> AIM OF THE TASK:
For the material below, output exactly the span from the line with "filename crates/kbrag-core/src/config.rs" to the line with "pub fn load()", including both, and nothing besides.

> RECORDS SHOWN:

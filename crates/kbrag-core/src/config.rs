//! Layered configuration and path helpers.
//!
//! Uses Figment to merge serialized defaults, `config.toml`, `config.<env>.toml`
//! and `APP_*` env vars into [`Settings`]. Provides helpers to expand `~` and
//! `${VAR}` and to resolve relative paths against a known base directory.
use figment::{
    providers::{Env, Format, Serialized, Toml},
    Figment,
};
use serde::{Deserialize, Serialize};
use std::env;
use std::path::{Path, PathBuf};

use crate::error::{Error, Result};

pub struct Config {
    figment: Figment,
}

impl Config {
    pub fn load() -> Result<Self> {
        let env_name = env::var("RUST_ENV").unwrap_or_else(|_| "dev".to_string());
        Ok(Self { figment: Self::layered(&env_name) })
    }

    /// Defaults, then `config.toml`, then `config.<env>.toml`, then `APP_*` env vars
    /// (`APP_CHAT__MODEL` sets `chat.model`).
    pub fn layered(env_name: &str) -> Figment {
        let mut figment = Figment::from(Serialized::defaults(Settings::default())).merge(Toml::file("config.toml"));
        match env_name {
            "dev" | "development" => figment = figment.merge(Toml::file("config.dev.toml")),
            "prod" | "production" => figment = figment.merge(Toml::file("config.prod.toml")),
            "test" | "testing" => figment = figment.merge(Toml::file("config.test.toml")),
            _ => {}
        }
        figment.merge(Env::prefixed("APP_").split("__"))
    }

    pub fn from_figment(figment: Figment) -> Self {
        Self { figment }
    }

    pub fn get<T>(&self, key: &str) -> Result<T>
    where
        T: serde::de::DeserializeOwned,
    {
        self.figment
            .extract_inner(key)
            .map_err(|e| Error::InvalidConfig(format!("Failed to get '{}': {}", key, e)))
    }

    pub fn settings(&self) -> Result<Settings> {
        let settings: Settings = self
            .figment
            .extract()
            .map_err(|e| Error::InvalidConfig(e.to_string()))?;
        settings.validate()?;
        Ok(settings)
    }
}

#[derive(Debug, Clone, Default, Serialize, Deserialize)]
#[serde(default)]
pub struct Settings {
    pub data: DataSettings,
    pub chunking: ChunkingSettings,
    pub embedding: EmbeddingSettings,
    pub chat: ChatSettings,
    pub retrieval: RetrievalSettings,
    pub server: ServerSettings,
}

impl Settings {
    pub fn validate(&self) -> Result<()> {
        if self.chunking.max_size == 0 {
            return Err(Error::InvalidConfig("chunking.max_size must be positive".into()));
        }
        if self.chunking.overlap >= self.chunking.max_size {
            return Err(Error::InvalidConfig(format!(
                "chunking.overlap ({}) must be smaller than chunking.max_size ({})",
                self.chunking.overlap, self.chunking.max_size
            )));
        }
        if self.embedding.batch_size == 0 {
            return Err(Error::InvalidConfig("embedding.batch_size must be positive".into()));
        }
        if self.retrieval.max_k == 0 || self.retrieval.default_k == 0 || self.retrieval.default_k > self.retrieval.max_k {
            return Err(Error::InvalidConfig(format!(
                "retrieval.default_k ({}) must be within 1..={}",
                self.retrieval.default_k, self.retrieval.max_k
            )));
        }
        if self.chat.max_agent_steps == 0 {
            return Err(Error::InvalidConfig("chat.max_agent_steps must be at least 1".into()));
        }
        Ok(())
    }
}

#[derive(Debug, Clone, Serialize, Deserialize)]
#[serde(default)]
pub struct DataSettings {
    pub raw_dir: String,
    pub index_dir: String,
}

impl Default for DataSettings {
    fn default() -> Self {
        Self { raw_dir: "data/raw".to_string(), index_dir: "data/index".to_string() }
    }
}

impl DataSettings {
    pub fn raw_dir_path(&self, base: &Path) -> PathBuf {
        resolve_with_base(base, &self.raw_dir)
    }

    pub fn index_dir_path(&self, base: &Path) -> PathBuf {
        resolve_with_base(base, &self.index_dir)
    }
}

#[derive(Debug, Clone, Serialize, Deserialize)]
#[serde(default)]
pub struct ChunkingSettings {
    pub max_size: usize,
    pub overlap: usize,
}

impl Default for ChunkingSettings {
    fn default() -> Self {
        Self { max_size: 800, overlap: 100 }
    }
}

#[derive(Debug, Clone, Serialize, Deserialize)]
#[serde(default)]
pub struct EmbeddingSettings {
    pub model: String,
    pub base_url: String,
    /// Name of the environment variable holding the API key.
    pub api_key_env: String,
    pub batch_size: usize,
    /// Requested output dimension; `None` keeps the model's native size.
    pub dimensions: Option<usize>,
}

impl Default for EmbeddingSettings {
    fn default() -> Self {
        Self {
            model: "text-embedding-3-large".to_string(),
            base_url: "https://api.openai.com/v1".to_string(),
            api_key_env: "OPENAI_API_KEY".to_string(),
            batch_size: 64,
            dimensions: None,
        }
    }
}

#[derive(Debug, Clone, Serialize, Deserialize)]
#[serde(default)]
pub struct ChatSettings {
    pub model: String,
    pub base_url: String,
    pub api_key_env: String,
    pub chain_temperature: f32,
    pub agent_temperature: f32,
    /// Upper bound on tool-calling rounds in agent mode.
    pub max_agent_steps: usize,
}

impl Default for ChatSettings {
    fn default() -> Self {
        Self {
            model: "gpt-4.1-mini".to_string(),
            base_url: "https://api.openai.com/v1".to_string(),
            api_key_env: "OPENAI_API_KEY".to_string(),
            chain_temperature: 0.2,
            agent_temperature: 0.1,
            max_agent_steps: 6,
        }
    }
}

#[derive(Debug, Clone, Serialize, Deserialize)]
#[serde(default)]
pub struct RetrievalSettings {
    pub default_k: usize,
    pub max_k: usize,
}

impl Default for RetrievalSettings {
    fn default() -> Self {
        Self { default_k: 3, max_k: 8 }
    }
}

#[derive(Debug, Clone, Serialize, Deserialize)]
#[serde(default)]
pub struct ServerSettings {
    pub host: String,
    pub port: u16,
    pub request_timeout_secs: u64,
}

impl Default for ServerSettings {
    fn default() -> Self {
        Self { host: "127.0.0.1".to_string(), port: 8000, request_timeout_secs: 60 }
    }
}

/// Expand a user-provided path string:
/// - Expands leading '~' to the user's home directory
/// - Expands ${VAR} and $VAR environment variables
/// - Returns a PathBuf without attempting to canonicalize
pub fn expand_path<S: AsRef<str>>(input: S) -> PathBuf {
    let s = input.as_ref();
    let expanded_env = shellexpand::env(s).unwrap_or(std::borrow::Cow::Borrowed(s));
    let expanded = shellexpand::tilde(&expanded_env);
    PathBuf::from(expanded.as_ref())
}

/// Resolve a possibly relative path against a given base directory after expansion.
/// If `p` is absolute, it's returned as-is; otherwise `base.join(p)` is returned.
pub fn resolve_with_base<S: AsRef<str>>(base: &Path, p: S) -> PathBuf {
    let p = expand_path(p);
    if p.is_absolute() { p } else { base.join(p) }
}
* * *
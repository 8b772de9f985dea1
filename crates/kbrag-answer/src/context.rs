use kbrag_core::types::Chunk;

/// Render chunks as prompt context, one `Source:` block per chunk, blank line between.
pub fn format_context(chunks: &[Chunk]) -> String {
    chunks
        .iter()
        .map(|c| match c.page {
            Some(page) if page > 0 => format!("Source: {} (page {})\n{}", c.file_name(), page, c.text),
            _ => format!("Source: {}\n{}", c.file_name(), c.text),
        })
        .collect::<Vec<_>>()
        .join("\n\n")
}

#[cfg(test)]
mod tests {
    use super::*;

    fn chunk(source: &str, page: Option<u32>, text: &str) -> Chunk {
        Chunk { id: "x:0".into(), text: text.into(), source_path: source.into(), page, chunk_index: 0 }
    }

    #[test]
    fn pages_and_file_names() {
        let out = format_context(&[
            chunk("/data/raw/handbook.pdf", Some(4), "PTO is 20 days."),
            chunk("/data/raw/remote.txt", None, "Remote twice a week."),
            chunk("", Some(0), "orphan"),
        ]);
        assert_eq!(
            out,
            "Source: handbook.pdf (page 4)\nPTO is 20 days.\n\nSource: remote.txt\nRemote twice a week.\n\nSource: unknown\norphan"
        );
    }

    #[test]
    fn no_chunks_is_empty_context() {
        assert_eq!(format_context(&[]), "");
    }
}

> SOLUTION BELOW:
filename crates/kbrag-core/src/config.rs
//! Layered configuration and path helpers.
//!
//! Uses Figment to merge serialized defaults, `config.toml`, `config.<env>.toml`
//! and `APP_*` env vars into [`Settings`]. Provides helpers to expand `~` and
//! `${VAR}` and to resolve relative paths against a known base directory.
use figment::{
    providers::{Env, Format, Serialized, Toml},
    Figment,
};
use serde::{Deserialize, Serialize};
use std::env;
use std::path::{Path, PathBuf};

use crate::error::{Error, Result};

pub struct Config {
    figment: Figment,
}

impl Config {
    pub fn load() -> Result<Self> {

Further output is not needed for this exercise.